Symptoms of an arm sprain or strain can include:
- Muscle pain
- Muscle tenderness
- Muscle swelling
- Muscle stiffness
- Muscle inflammation
Recommended Treatment for a Biceps Strain or Sprain:
Management of a biceps strain is important in order to accelerate the recovery process. Most athletes who experience these injuries enjoy their sports and are eager to return despite the injury, but there are some guiding principles that you will want to follow. Most importantly, you should avoid the culprit behavior. For example, the weight lifter who sprained his biceps during dumbbell curls will want to avoid that particular activity for awhile. Use your discomfort as a guide to your limitations. In other words – if it hurts, don’t do it!
Acute injury management includes rest, ice and compression. Ice and a compression sleeve will help control the swelling and the biceps sleeve will further allow the injured tissue to grow back together.

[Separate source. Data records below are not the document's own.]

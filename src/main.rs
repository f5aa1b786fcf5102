use anyhow::Result;
use chrono::Utc;
use clap::Parser;
use proxy_report::{Config, ReportGenerator, DEFAULT_INPUT_PATH, DEFAULT_OUTPUT_PATH};
use std::path::PathBuf;

/// A markdown report generator for harvested proxy lists
#[derive(Parser)]
#[command(name = "proxy-report")]
#[command(about = "Generates a markdown summary of working proxies")]
struct Cli {
    /// Input file containing working proxies, one per line
    #[arg(short, long, default_value = DEFAULT_INPUT_PATH)]
    input: PathBuf,

    /// Output file for the rendered report
    #[arg(short, long, default_value = DEFAULT_OUTPUT_PATH)]
    output: PathBuf,
}

fn main() -> Result<()> {
    let cli = Cli::parse();

    let config = Config::new()
        .with_input_path(cli.input)
        .with_output_path(&cli.output);

    let report = ReportGenerator::with_config(config).run(Utc::now())?;

    if report.count() == 0 {
        println!("No working proxies were found. Generated an empty report.");
    } else {
        println!(
            "Successfully generated {:?} with {} proxies.",
            cli.output,
            report.count()
        );
    }

    Ok(())
}
//! Report generator producing the working proxy summary document

use crate::report::models::{ProxySet, Report};
use crate::report::reader::{read_input, InputArtifact};
use crate::{Config, Result};
use anyhow::anyhow;
use chrono::{DateTime, Utc};
use std::fs;
use std::path::Path;

/// Report generator for one run of the reporting stage
pub struct ReportGenerator {
    config: Config,
}

impl ReportGenerator {
    /// Create a new report generator with default configuration
    pub fn new() -> Self {
        Self {
            config: Config::default(),
        }
    }

    /// Create a new report generator with custom configuration
    pub fn with_config(config: Config) -> Self {
        Self { config }
    }

    /// Run the generator against the configured paths
    pub fn run(&self, now: DateTime<Utc>) -> Result<Report> {
        Self::generate(&self.config.input_path, &self.config.output_path, now)
    }

    /// Generate the report from `input` and write it to `output`
    ///
    /// A missing input file is treated as an empty proxy list, not an
    /// error. Any other read failure aborts the run before anything is
    /// written; a write failure aborts it afterwards. `now` is passed
    /// in so repeated runs over the same input render identical
    /// documents.
    pub fn generate<P, Q>(input: P, output: Q, now: DateTime<Utc>) -> Result<Report>
    where
        P: AsRef<Path>,
        Q: AsRef<Path>,
    {
        let proxies = match read_input(&input)? {
            InputArtifact::Found(content) => ProxySet::from_content(&content),
            InputArtifact::Absent => ProxySet::empty(),
        };

        let report = Report::new(proxies, now);

        fs::write(output.as_ref(), report.to_markdown())
            .map_err(|err| anyhow!("Failed to write report {:?}: {}", output.as_ref(), err))?;

        Ok(report)
    }
}

impl Default for ReportGenerator {
    fn default() -> Self {
        Self::new()
    }
}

Symptoms may intensify for two or three days after the initial injury due to the swelling associated with the damaged tissues. After this short period, though, rehabilitation can begin and should include stretching and, if the injury is mild, resistance training. Use of compression on the injured area is advised in order to provide biceps and triceps support and increase proprioception (the sensory information that contributes to the sense of position of self and movement).
As the pain diminishes, training can be increased using common sense as a guide. Many athletes subscribe to the idea of “no pain, no gain,” but it is important to realize this is not a good rule to follow during recovery. This behavior is counterproductive and can result in re-injury.
The time until full recovery will vary depending on the magnitude of the injury. The risk for re-injury is higher once there has been an initial injury and becomes less over time. The use of a compression support sleeve is advised for a few weeks or months after the acute injury with the hope that the risk for re-injury is reduced.